▸ **ACTIVITY**:
Word for word, restate every entry that follows.

▸ **DATA SECTION**:

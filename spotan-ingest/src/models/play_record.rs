//! Raw play record, one per entry of the listening history

use chrono::{DateTime, Utc};
use serde::{Deserialize, Serialize};

/// One track play as reported by the listening history
#[derive(Debug, Clone, PartialEq, Serialize, Deserialize)]
pub struct PlayRecord {
    /// When playback stopped (UTC)
    pub stopped_at: DateTime<Utc>,
    pub username: String,
    /// `scheme:type:id`, absent for podcast episodes and unknown content
    pub track_uri: Option<String>,
    pub ms_played: i64,
    pub shuffle: bool,
    pub incognito_mode: bool,
    pub reason_start: Option<String>,
    pub reason_end: Option<String>,
    /// Display-only metadata used in log messages
    pub track_name: Option<String>,
    pub artist_name: Option<String>,
}

impl PlayRecord {
    /// `stopped_at - ms_played`; `None` if that is not a representable instant
    pub fn start(&self) -> Option<DateTime<Utc>> {
        spotan_common::time::start_from_stop(self.stopped_at, self.ms_played)
    }

    pub fn end(&self) -> DateTime<Utc> {
        self.stopped_at
    }

    /// Track URI, if present and not blank
    pub fn track_reference(&self) -> Option<&str> {
        self.track_uri
            .as_deref()
            .map(str::trim)
            .filter(|uri| !uri.is_empty())
    }

    /// `Track - Artist` for log messages
    pub fn display_name(&self) -> String {
        format!(
            "{} - {}",
            self.track_name.as_deref().unwrap_or("<unknown track>"),
            self.artist_name.as_deref().unwrap_or("<unknown artist>")
        )
    }
}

▸ **WRITTEN RESPONSE**:
filename spotan-ingest/src/models/play_record.rs
//! Raw play record, one per entry of the listening history

use chrono::{DateTime, Utc};
use serde::{Deserialize, Serialize};

/// One track play as reported by the listening history
#[derive(Debug, Clone, PartialEq, Serialize, Deserialize)]
pub struct PlayRecord {
    /// When playback stopped (UTC)
    pub stopped_at: DateTime<Utc>,
    pub username: String,
    /// `scheme:type:id`, absent for podcast episodes and unknown content
    pub track_uri: Option<String>,
    pub ms_played: i64,
    pub shuffle: bool,
    pub incognito_mode: bool,
    pub reason_start: Option<String>,
    pub reason_end: Option<String>,
    /// Display-only metadata used in log messages
    pub track_name: Option<String>,
    pub artist_name: Option<String>,
}

impl PlayRecord {
    /// `stopped_at - ms_played`; `None` if that is not a representable instant
    pub fn start(&self) -> Option<DateTime<Utc>> {
        spotan_common::time::start_from_stop(self.stopped_at, self.ms_played)
    }

    pub fn end(&self) -> DateTime<Utc> {
        self.stopped_at
    }

    /// Track URI, if present and not blank
    pub fn track_reference(&self) -> Option<&str> {
        self.track_uri
            .as_deref()
            .map(str::trim)
            .filter(|uri| !uri.is_empty())
    }

    /// `Track - Artist` for log messages
    pub fn display_name(&self) -> String {
        format!(
            "{} - {}",
            self.track_name.as_deref().unwrap_or("<unknown track>"),
            self.artist_name.as_deref().unwrap_or("<unknown artist>")
        )
    }
}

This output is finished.